Show each line of the entries below in which the word "struct" appears.

━━ Supplied information ━━

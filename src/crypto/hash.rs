//! Hash operations
//!
//! SHA-1 keystring derivation. The OpenPGP card v2 keystring is defined
//! as the SHA-1 digest of the password; this is a protocol constant, not
//! an algorithm choice.

use sha1::{Digest, Sha1};

/// Size of a keystring digest in bytes
pub const KEYSTRING_MD_SIZE: usize = 20;

/// Hash operations
pub struct HashOperations;

impl HashOperations {
    /// Compute the SHA-1 digest of a buffer
    pub fn sha1(data: &[u8]) -> [u8; KEYSTRING_MD_SIZE] {
        let mut hasher = Sha1::new();
        hasher.update(data);
        hasher.finalize().into()
    }

    /// Derive the keystring for a password
    pub fn keystring(password: &[u8]) -> [u8; KEYSTRING_MD_SIZE] {
        Self::sha1(password)
    }
}
//! Access control state
//!
//! Three independent authorizations are held in RAM: PSO-CDS (PW1 mode
//! 81), PSO-OTHER (PW1 mode 82) and ADMIN (PW3). They are granted by
//! VERIFY, consumed or cleared by the handlers, and all dropped at
//! reset. Error counters and the keystring records they guard live in
//! the persistent [`CardState`].

use log::debug;

use crate::card::{CardState, Credential, FACTORY_PW1, FACTORY_PW3};
use crate::crypto::{HashOperations, KEYSTRING_MD_SIZE};

/// Outcome of a password verification
#[derive(Debug, Clone, Copy, PartialEq, Eq)]
pub enum VerifyStatus {
    /// Wrong password; the credential's error counter was incremented
    Failed,
    /// The credential is locked; the secret was not consulted
    Blocked,
    Verified,
}

/// Outcome of the verify-with-length used by CHANGE REFERENCE DATA for
/// PW3, where the payload is `old_pw || new_pw` and the split point is
/// only known to the verifier
#[derive(Debug, Clone, Copy, PartialEq, Eq)]
pub enum PrefixVerify {
    Failed,
    Blocked,
    /// The prefix of this length matched the admin password
    Ok(usize),
}

/// Which PW1 authorization a verify targets
#[derive(Debug, Clone, Copy, PartialEq, Eq)]
pub enum UserMode {
    /// P2 = 0x81, signing
    Cds,
    /// P2 = 0x82, decryption and authentication
    Other,
}

/// The three session authorization flags
#[derive(Debug, Default)]
pub struct AccessState {
    pso_cds: bool,
    pso_other: bool,
    admin: bool,
}

impl AccessState {
    pub fn new() -> Self {
        Self::default()
    }

    pub fn pso_cds_authorized(&self) -> bool {
        self.pso_cds
    }

    pub fn pso_other_authorized(&self) -> bool {
        self.pso_other
    }

    pub fn admin_authorized(&self) -> bool {
        self.admin
    }

    pub fn clear_pso_cds(&mut self) {
        self.pso_cds = false;
    }

    pub fn clear_pso_other(&mut self) {
        self.pso_other = false;
    }

    /// Drop all authorizations, as a power cycle would
    pub fn clear_all(&mut self) {
        self.pso_cds = false;
        self.pso_other = false;
        self.admin = false;
    }

    /// Verify PW1 for one of its two modes
    pub fn verify_user(
        &mut self,
        state: &mut CardState,
        mode: UserMode,
        password: &[u8],
    ) -> VerifyStatus {
        if state.locked(Credential::User) {
            return VerifyStatus::Blocked;
        }

        let good = match &state.pw1 {
            Some(record) => record.matches(password),
            None => password == FACTORY_PW1,
        };

        if good {
            state.reset_errors(Credential::User);
            match mode {
                UserMode::Cds => self.pso_cds = true,
                UserMode::Other => self.pso_other = true,
            }
            VerifyStatus::Verified
        } else {
            debug!("PW1 verification failed");
            state.increment_errors(Credential::User);
            match mode {
                UserMode::Cds => self.pso_cds = false,
                UserMode::Other => self.pso_other = false,
            }
            VerifyStatus::Failed
        }
    }

    /// Verify PW3
    pub fn verify_admin(&mut self, state: &mut CardState, password: &[u8]) -> VerifyStatus {
        if state.locked(Credential::Admin) {
            return VerifyStatus::Blocked;
        }

        let good = match &state.pw3 {
            Some(record) => record.matches(password),
            None => password == FACTORY_PW3,
        };

        if good {
            state.reset_errors(Credential::Admin);
            self.admin = true;
            VerifyStatus::Verified
        } else {
            debug!("PW3 verification failed");
            state.increment_errors(Credential::Admin);
            self.admin = false;
            VerifyStatus::Failed
        }
    }

    /// Verify that `payload` starts with the admin password and report
    /// the split point. Does not grant the ADMIN authorization.
    pub fn verify_admin_prefix(
        &mut self,
        state: &mut CardState,
        payload: &[u8],
    ) -> PrefixVerify {
        if state.locked(Credential::Admin) {
            return PrefixVerify::Blocked;
        }

        let old_len = match &state.pw3 {
            Some(record) => record.length as usize,
            None => FACTORY_PW3.len(),
        };
        if payload.len() < old_len {
            state.increment_errors(Credential::Admin);
            return PrefixVerify::Failed;
        }

        let good = match &state.pw3 {
            Some(record) => record.matches(&payload[..old_len]),
            None => &payload[..old_len] == FACTORY_PW3,
        };

        if good {
            PrefixVerify::Ok(old_len)
        } else {
            debug!("PW3 prefix verification failed");
            state.increment_errors(Credential::Admin);
            PrefixVerify::Failed
        }
    }
}

/// The keystring PW1 currently verifies against: the stored record's
/// digest, or the factory default while none is stored
pub fn current_user_keystring(state: &CardState) -> [u8; KEYSTRING_MD_SIZE] {
    match &state.pw1 {
        Some(record) => record.keystring(),
        None => HashOperations::keystring(FACTORY_PW1),
    }
}

/// The keystring PW3 currently verifies against
pub fn current_admin_keystring(state: &CardState) -> [u8; KEYSTRING_MD_SIZE] {
    match &state.pw3 {
        Some(record) => record.keystring(),
        None => HashOperations::keystring(FACTORY_PW3),
    }
}

#[cfg(test)]
mod tests {
    use super::*;
    use crate::card::{KeystringRecord, PW_MAX_ERRORS};

    #[test]
    fn test_factory_verify() {
        let mut state = CardState::default();
        let mut access = AccessState::new();

        assert_eq!(
            access.verify_user(&mut state, UserMode::Cds, b"123456"),
            VerifyStatus::Verified
        );
        assert!(access.pso_cds_authorized());
        assert!(!access.pso_other_authorized());
        assert!(!access.admin_authorized());
    }

    #[test]
    fn test_failed_verify_counts_and_clears_flag() {
        let mut state = CardState::default();
        let mut access = AccessState::new();

        access.verify_user(&mut state, UserMode::Cds, b"123456");
        assert!(access.pso_cds_authorized());

        assert_eq!(
            access.verify_user(&mut state, UserMode::Cds, b"bad000"),
            VerifyStatus::Failed
        );
        assert!(!access.pso_cds_authorized());
        assert_eq!(state.pw1_errors, 1);
    }

    #[test]
    fn test_lockout_blocks_without_consulting_secret() {
        let mut state = CardState::default();
        let mut access = AccessState::new();

        for _ in 0..PW_MAX_ERRORS {
            access.verify_user(&mut state, UserMode::Other, b"bad000");
        }
        // right password, but the credential is locked
        assert_eq!(
            access.verify_user(&mut state, UserMode::Other, b"123456"),
            VerifyStatus::Blocked
        );
        assert_eq!(state.pw1_errors, PW_MAX_ERRORS);
    }

    #[test]
    fn test_success_resets_counter() {
        let mut state = CardState::default();
        let mut access = AccessState::new();

        access.verify_user(&mut state, UserMode::Cds, b"bad000");
        access.verify_user(&mut state, UserMode::Cds, b"bad000");
        assert_eq!(state.pw1_errors, 2);
        access.verify_user(&mut state, UserMode::Cds, b"123456");
        assert_eq!(state.pw1_errors, 0);
    }

    #[test]
    fn test_admin_verify_against_stored_record() {
        let mut state = CardState::default();
        state.pw3 = Some(KeystringRecord::derive(b"super-admin"));
        let mut access = AccessState::new();

        assert_eq!(
            access.verify_admin(&mut state, b"12345678"),
            VerifyStatus::Failed
        );
        assert_eq!(
            access.verify_admin(&mut state, b"super-admin"),
            VerifyStatus::Verified
        );
        assert!(access.admin_authorized());
    }

    #[test]
    fn test_admin_prefix_split() {
        let mut state = CardState::default();
        let mut access = AccessState::new();

        let payload = b"12345678new-admin-pw";
        assert_eq!(
            access.verify_admin_prefix(&mut state, payload),
            PrefixVerify::Ok(8)
        );
        assert_eq!(
            access.verify_admin_prefix(&mut state, b"wrongpw8xx"),
            PrefixVerify::Failed
        );
        assert_eq!(state.pw3_errors, 1);
    }

    #[test]
    fn test_prefix_shorter_than_password() {
        let mut state = CardState::default();
        let mut access = AccessState::new();

        assert_eq!(
            access.verify_admin_prefix(&mut state, b"1234"),
            PrefixVerify::Failed
        );
    }

    #[test]
    fn test_clear_all() {
        let mut state = CardState::default();
        let mut access = AccessState::new();
        access.verify_user(&mut state, UserMode::Cds, b"123456");
        access.verify_admin(&mut state, b"12345678");
        access.clear_all();
        assert!(!access.pso_cds_authorized());
        assert!(!access.admin_authorized());
    }

    #[test]
    fn test_current_keystrings_follow_records() {
        let mut state = CardState::default();
        assert_eq!(
            current_user_keystring(&state),
            HashOperations::keystring(b"123456")
        );
        state.pw1 = Some(KeystringRecord::derive(b"abcdefgh"));
        assert_eq!(
            current_user_keystring(&state),
            HashOperations::keystring(b"abcdefgh")
        );
        assert_eq!(
            current_admin_keystring(&state),
            HashOperations::keystring(b"12345678")
        );
    }
}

━━━

* [Solution to the problem]:
pub struct HashOperations;
pub struct AccessState {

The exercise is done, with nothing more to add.